GamePlan was reviewed first. The critics reacted positively to the concept of a return to repertory theatre, and the departure to more contemporary themes, although they were split on how good GamePlan was as a play. FlatSpin received relatively little attention as an individual play, with most critics choosing to review it as part of the set along with RolePlay. When RolePlay was reviewed, it received unanimous praise from the critics. The trilogy as a whole then received further praise throughout its tour and West End performances, with Michael Billington of The Guardian dubbing the cast "The Magnificent Seven". FlatSpin was generally considered the weakest of the three, and RolePlay the strongest.

Alison Pargeter won Best Newcomer in the Critics' Circle Theatre Awards for her roles of Kelly Butcher, Rosie Seymour and Paige Petite.

==West End dispute==

The upset caused by the sidelining of GamePlan and FlatSpin in favour of RolePlay finally came to public attention in October 2002. Shortly after the end of the West End production, at the Orange World lecture at the Apollo Theatre, Michael Billington asked Alan Ayckbourn about the state of the West End. Ayckbourn responded by expressing his dissatisfaction with the commercial producers who, in his words, "condemned two of the parts to the dustbin," and said of the West End in general "If all we are looking for these days is one-shot plays with one big name in it, I don't want to be part of it." This was widely reported as Alan Ayckbourn threatening to boycott the West End.

Ayckbourn also heavily criticised the West End for casting cinema, pop and television stars instead of theatre actors, particularly their lack of voice projection. He singled out his harshest criticism for casting Madonna in David Williamson's Up for Grabs, saying "You might as well have put her on stage eating a plate of spaghetti and put a rope round her chair instead of putting her in a theatre where she wasn't at home and was struggling."

Although a "boycott" was not what Ayckbourn said word-for-word, the effect was broadly the same. The following year, Ayckbourn suggested he might return to the West End on condition that plays were staged on his terms, and this was interpreted as a sign that his latest play, Sugar Daddies, would get a West End performance. But this did not happen, and the closest performance to London was at the Yvonne Arnaud Theatre in Guildford. In 2005, Private Fears in Public Places also omitted the West End from its run, instead choosing to perform at the Outer London venue of the Orange Tree Theatre, in Richmond. Ayckbourn has continued to criticise the West End frequently, and has said he does not expect to direct at the West End again (except, if asked, at the National Theatre where he spent a two-year sabbatical).

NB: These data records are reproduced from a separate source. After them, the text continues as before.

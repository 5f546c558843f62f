//! Bone evaluation: chained matrix composition and weighted influence.
//!
//! There is no matrix cache; every query walks the parent chain live at the
//! evaluation time. A parent composes a slightly different matrix for a
//! child than for itself — the child's origin is translated through the
//! parent's local x scale before the parent's own frame applies — and that
//! asymmetry is part of the document compatibility contract.

use sinew_api_core::{ops, Bone, Matrix, Time, Transformation, Value, Vec2};

use crate::canvas::Canvas;
use crate::error::GraphError;
use crate::types::{
    BoneInfluenceLinks, BoneLinkLinks, BoneNodeLinks, BoneWeightPairLinks, NodeId, NodeKind,
};

use super::eval_node::{eval_angle, eval_bool, eval_node, eval_real, eval_vector};

/// Total bone weight below this is treated as zero (identity transform).
const WEIGHT_EPSILON: f64 = 1e-8;

/// Resolve a bone node's parent link at `t`, degrading to the root when the
/// proposed parent is this bone itself or one of its descendants.
fn resolve_parent(
    canvas: &Canvas,
    bone: NodeId,
    links: &BoneNodeLinks,
    t: Time,
    depth: usize,
) -> Result<NodeId, GraphError> {
    let parent_value = eval_node(canvas, links.parent, t, depth + 1)?;
    let Some(parent_ref) = parent_value.as_bone_ref() else {
        return Ok(canvas.root_bone());
    };
    let proposed = NodeId::from(parent_ref);

    // ancestry walk; bounded in case of malformed wiring
    let mut current = proposed;
    for _ in 0..canvas.config().max_depth {
        if current == bone {
            log::error!("a bone cannot be parent of itself or any of its descendants");
            return Ok(canvas.root_bone());
        }
        match &canvas.node(current)?.kind {
            NodeKind::Bone(parent_links) => {
                let up = eval_node(canvas, parent_links.parent, t, depth + 1)?;
                match up.as_bone_ref() {
                    Some(id) => current = NodeId::from(id),
                    None => break,
                }
            }
            _ => break,
        }
    }
    Ok(proposed)
}

/// The matrix a parent exposes when composing for a child attached at
/// `child_origin`. The root's is a pure translation by that origin.
fn bone_matrix_for_child(
    canvas: &Canvas,
    bone: NodeId,
    t: Time,
    child_origin: Vec2,
    depth: usize,
) -> Result<Matrix, GraphError> {
    if depth > canvas.config().max_depth {
        return Err(GraphError::RecursionLimit);
    }
    let node = canvas.node(bone)?;
    match &node.kind {
        NodeKind::BoneRoot => Ok(Matrix::translate(child_origin)),
        NodeKind::Bone(links) => {
            let scalelx = eval_real(canvas, links.scalelx, t, depth)?;
            let scalex = eval_real(canvas, links.scalex, t, depth)?;
            let angle = eval_angle(canvas, links.angle, t, depth)?;
            let origin = eval_vector(canvas, links.origin, t, depth)?;
            let parent = resolve_parent(canvas, bone, links, t, depth)?;
            let parent_matrix = bone_matrix_for_child(canvas, parent, t, origin, depth + 1)?;
            Ok(Matrix::translate(Vec2::new(child_origin.x * scalelx, child_origin.y))
                * Matrix::scale(scalex, 1.0)
                * Matrix::rotate(angle)
                * parent_matrix)
        }
        _ => Err(GraphError::WrongNodeKind),
    }
}

/// A bone's own world matrix: local scale and rotation, then the parent's
/// matrix-for-child at this bone's origin.
fn bone_matrix(
    canvas: &Canvas,
    bone: NodeId,
    links: &BoneNodeLinks,
    t: Time,
    depth: usize,
) -> Result<Matrix, GraphError> {
    let scalex = eval_real(canvas, links.scalex, t, depth)?;
    let angle = eval_angle(canvas, links.angle, t, depth)?;
    let origin = eval_vector(canvas, links.origin, t, depth)?;
    let parent = resolve_parent(canvas, bone, links, t, depth)?;
    let parent_matrix = bone_matrix_for_child(canvas, parent, t, origin, depth + 1)?;
    Ok(Matrix::scale(scalex, 1.0) * Matrix::rotate(angle) * parent_matrix)
}

/// Produce the bone value, with the composed world matrix stamped in.
pub(super) fn eval_bone(
    canvas: &Canvas,
    bone: NodeId,
    t: Time,
    depth: usize,
) -> Result<Value, GraphError> {
    let node = canvas.node(bone)?;
    match &node.kind {
        NodeKind::BoneRoot => {
            let mut root = Bone::default();
            root.name = "Root Bone".to_string();
            Ok(Value::bone(root))
        }
        NodeKind::Bone(links) => {
            let mut out = Bone::default();
            out.name = eval_node(canvas, links.name, t, depth + 1)?
                .as_string()
                .unwrap_or_default()
                .to_string();
            out.origin = eval_vector(canvas, links.origin, t, depth)?;
            out.angle = eval_angle(canvas, links.angle, t, depth)?;
            out.scalelx = eval_real(canvas, links.scalelx, t, depth)?;
            out.scalex = eval_real(canvas, links.scalex, t, depth)?;
            out.set_length(eval_real(canvas, links.length, t, depth)?);
            out.width = eval_real(canvas, links.width, t, depth)?;
            out.tipwidth = eval_real(canvas, links.tipwidth, t, depth)?;
            out.depth = eval_real(canvas, links.depth, t, depth)?;
            let parent = resolve_parent(canvas, bone, links, t, depth)?;
            out.parent = Some(parent.into());
            out.animated_matrix = bone_matrix(canvas, bone, links, t, depth)?;
            Ok(Value::bone(out))
        }
        _ => Err(GraphError::WrongNodeKind),
    }
}

/// A bone's full transform for attached values: local scale first, then the
/// stamped world matrix.
fn bone_transformation(bone: &Bone) -> Transformation {
    let local = bone.local_scale();
    Transformation::from_matrix(&(Matrix::scale(local.x, local.y) * bone.animated_matrix))
}

pub(super) fn eval_bone_link(
    canvas: &Canvas,
    node: &crate::types::Node,
    links: &BoneLinkLinks,
    t: Time,
    depth: usize,
) -> Result<Value, GraphError> {
    let base = super::eval_node::eval_typed(canvas, links.base_value, node.value_type(), t, depth)?;
    let bone_ref = eval_node(canvas, links.bone, t, depth + 1)?;
    let Some(bone_id) = bone_ref.as_bone_ref() else {
        return Ok(base);
    };
    let bone_value = eval_node(canvas, NodeId::from(bone_id), t, depth + 1)?;
    let Some(bone) = bone_value.as_bone() else {
        return Ok(base);
    };

    let mut transformation = bone_transformation(bone);
    if !eval_bool(canvas, links.translate, t, depth)? {
        transformation.offset = Vec2::zero();
    }
    if !eval_bool(canvas, links.rotate, t, depth)? {
        transformation.angle = sinew_api_core::Angle::zero();
    }
    if !eval_bool(canvas, links.skew, t, depth)? {
        transformation.skew_angle = sinew_api_core::Angle::zero();
    }
    if !eval_bool(canvas, links.scale_x, t, depth)? {
        transformation.scale.x = 1.0;
    }
    if !eval_bool(canvas, links.scale_y, t, depth)? {
        transformation.scale.y = 1.0;
    }
    Ok(ops::transform(&transformation, &base))
}

/// Blend the weighted matrices of a bone-weight list into one transform.
/// A total weight near zero resolves to the identity, never a division by
/// zero — every weight being zeroed is an ordinary editing state.
fn calculate_transform(
    canvas: &Canvas,
    bone_weight_list: NodeId,
    t: Time,
    depth: usize,
) -> Result<Matrix, GraphError> {
    let list_value = eval_node(canvas, bone_weight_list, t, depth + 1)?;
    let mut transform = Matrix::zero();
    let mut total_weight = 0.0;
    if let Some(list) = list_value.as_list() {
        for item in &list.items {
            let Some(pair) = item.as_bone_weight_pair() else {
                continue;
            };
            let local = pair.bone.local_scale();
            let m = Matrix::scale(local.x, local.y) * pair.bone.animated_matrix;
            transform += m * pair.weight;
            total_weight += pair.weight;
        }
    }
    if total_weight.abs() > WEIGHT_EPSILON {
        Ok(transform * (1.0 / total_weight))
    } else {
        Ok(Matrix::identity())
    }
}

pub(super) fn eval_bone_influence(
    canvas: &Canvas,
    links: &BoneInfluenceLinks,
    t: Time,
    depth: usize,
) -> Result<Value, GraphError> {
    let transform = calculate_transform(canvas, links.bone_weight_list, t, depth)?;
    let base = eval_vector(canvas, links.link, t, depth)?;
    Ok(Value::Vector(transform.transform_point(base)))
}

pub(super) fn eval_bone_weight_pair(
    canvas: &Canvas,
    links: &BoneWeightPairLinks,
    t: Time,
    depth: usize,
) -> Result<Value, GraphError> {
    let weight = eval_real(canvas, links.weight, t, depth)?;
    let bone_ref = eval_node(canvas, links.bone, t, depth + 1)?;
    let bone = match bone_ref.as_bone_ref() {
        Some(id) => {
            let bone_value = eval_node(canvas, NodeId::from(id), t, depth + 1)?;
            bone_value.as_bone().cloned().unwrap_or_default()
        }
        None => Bone::default(),
    };
    Ok(Value::bone_weight_pair(sinew_api_core::BoneWeightPair::new(
        bone, weight,
    )))
}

In 2007, he relaxed the boycott to allow other directors to direct his "classic" plays in the West End again, although his moratorium on the recent plays remained, and Absurd Person Singular was performed at the Garrick Theatre. The following year, he allowed The Norman Conquests to be revived at The Old Vic, which went to the length of re-staging the theatre in the round, as the play was originally intended.

He finally allowed a return to the West End as a director with a revival of Woman in Mind starring Janie Dee. This revival, first staged at the Stephen Joseph Theatre in September 2008, ran in early 2009 at the Vaudeville Theatre, where the original London première was performed in 1986.